A total of 27 chronically HBV-infected patients on nucleos(t)ide antiviral therapy received either a single Prime or Prime-Boost intramuscular injection of VRON-0200. Previous data demonstrated that a single VRON-0200 injection was safe, well tolerated, and capable of inducing immune responses and anti-HBV activity despite impaired immunity in most patients prior to treatment.

A third cohort is now enrolling to evaluate VRON-0200 in combination with investigational anti-HBV agents elebsiran and tobevibart, with randomized dosing schedules.

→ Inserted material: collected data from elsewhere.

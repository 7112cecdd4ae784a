//! `Pipeline` facade: wires configuration and external collaborators
//! into the workflow graph and runs one state value to completion.

use std::sync::Arc;

use serde::{Deserialize, Serialize};
use stategraph::Graph;
use tracing::info;

use crate::analysis::SimulatedChecker;
use crate::config::PipelineConfig;
use crate::extract::PlainTextExtractor;
use crate::generation::{
    ChatCompletionsGenerator, FallbackGenerator, LocalGenerator, TextGenerator,
};
use crate::research::{
    ArxivFetcher, GithubFetcher, ResearchExecutor, SourceFetcher, SubstackFetcher, WebFetcher,
};
use crate::state::PipelineState;
use crate::workflow::{WorkflowComponents, build_workflow};

/// Caller-supplied inputs for one run.
#[derive(Debug, Clone, Default, Serialize, Deserialize)]
pub struct PipelineInput {
    #[serde(default)]
    pub source_code: Option<String>,
    #[serde(default)]
    pub document_paths: Vec<String>,
    #[serde(default)]
    pub research_sources: Vec<String>,
    #[serde(default)]
    pub research_focus: Option<String>,
    #[serde(default)]
    pub target_audience: Option<String>,
    #[serde(default)]
    pub tone: Option<String>,
    #[serde(default)]
    pub custom_questions: Vec<String>,
}

pub struct Pipeline {
    graph: Arc<Graph<PipelineState>>,
    config: Arc<PipelineConfig>,
}

impl Pipeline {
    /// Wire the default collaborators: the local generation service
    /// (with the hosted fallback when a key is configured), the four
    /// research fetchers, and the simulated originality checker.
    pub fn new(config: PipelineConfig) -> stategraph::Result<Self> {
        let config = Arc::new(config);

        let mut providers: Vec<Arc<dyn TextGenerator>> =
            vec![Arc::new(LocalGenerator::new(&config))];
        if let Some(api_key) = &config.fallback_api_key {
            providers.push(Arc::new(ChatCompletionsGenerator::new(
                &config.fallback_base_url,
                api_key,
                &config.fallback_model,
            )));
        }
        let generator: Arc<dyn TextGenerator> = Arc::new(FallbackGenerator::new(providers));

        let fetchers: Vec<Arc<dyn SourceFetcher>> = vec![
            Arc::new(ArxivFetcher::new()),
            Arc::new(WebFetcher::new(config.perplexity_api_key.clone())),
            Arc::new(GithubFetcher::new(config.github_token.clone())),
            Arc::new(SubstackFetcher::new(config.substack_api_key.clone())),
        ];
        let executor = Arc::new(ResearchExecutor::new(fetchers, config.fetch_timeout));

        let components = WorkflowComponents {
            generator,
            checker: Arc::new(SimulatedChecker),
            extractor: Arc::new(PlainTextExtractor),
            executor,
            config: config.clone(),
        };
        Self::with_components(config, &components)
    }

    /// Build from explicit components. The seam tests and embedders use
    /// to substitute mocked collaborators.
    pub fn with_components(
        config: Arc<PipelineConfig>,
        components: &WorkflowComponents,
    ) -> stategraph::Result<Self> {
        let graph = Arc::new(build_workflow(components)?);
        Ok(Self { graph, config })
    }

    /// Run the full workflow for one input. Returns the final state or
    /// the first fatal error (missing inputs, unknown routing key, step
    /// ceiling).
    pub async fn run(&self, input: PipelineInput) -> stategraph::Result<PipelineState> {
        let state = self.initial_state(input);
        info!(max_steps = self.config.max_workflow_steps, "starting pipeline run");
        self.graph
            .run(state, self.config.max_workflow_steps)
            .await
    }

    fn initial_state(&self, input: PipelineInput) -> PipelineState {
        let mut state = PipelineState::new(self.config.free_tier_credits);
        state.source_code = input.source_code.filter(|code| !code.trim().is_empty());
        state.uploaded_files = input.document_paths;
        state.research_sources = input
            .research_sources
            .iter()
            .map(|s| s.to_lowercase())
            .collect();
        state.research_focus = input.research_focus;
        state.target_audience = input.target_audience;
        state.tone = input.tone;
        state.custom_questions = input.custom_questions;
        state
    }
}

#[cfg(test)]
mod tests {
    use super::*;

    #[test]
    fn initial_state_normalizes_sources_and_credits() {
        let pipeline = Pipeline::new(PipelineConfig::default()).unwrap();
        let input = PipelineInput {
            source_code: Some("fn main() {}".to_string()),
            research_sources: vec!["ArXiv".to_string(), "WEB".to_string()],
            ..Default::default()
        };
        let state = pipeline.initial_state(input);
        assert_eq!(state.free_tier_credits, 100);
        assert_eq!(state.research_sources, vec!["arxiv", "web"]);
        assert_eq!(state.next_action, crate::state::Action::ProcessInputs);
    }

    #[test]
    fn blank_source_code_counts_as_absent() {
        let pipeline = Pipeline::new(PipelineConfig::default()).unwrap();
        let input = PipelineInput {
            source_code: Some("   ".to_string()),
            ..Default::default()
        };
        assert!(pipeline.initial_state(input).source_code.is_none());
    }
}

The study is designed as a multi-centre, open-label trial to assess safety, tolerability, immunogenicity and clinical measures in non-cirrhotic, chronic HBV patients. Inclusion criteria include patients with controlled HBV DNA and specific HBsAg levels on nucleos(t)ide therapy.

VRON-0200 leverages checkpoint modification to amplify and broaden T cell responses, aiming for improved viral control and a functional cure. Chronic HBV remains a significant global health issue, affecting 296 million people and causing 820,000 deaths annually, with no cure available and current therapies requiring lifelong use.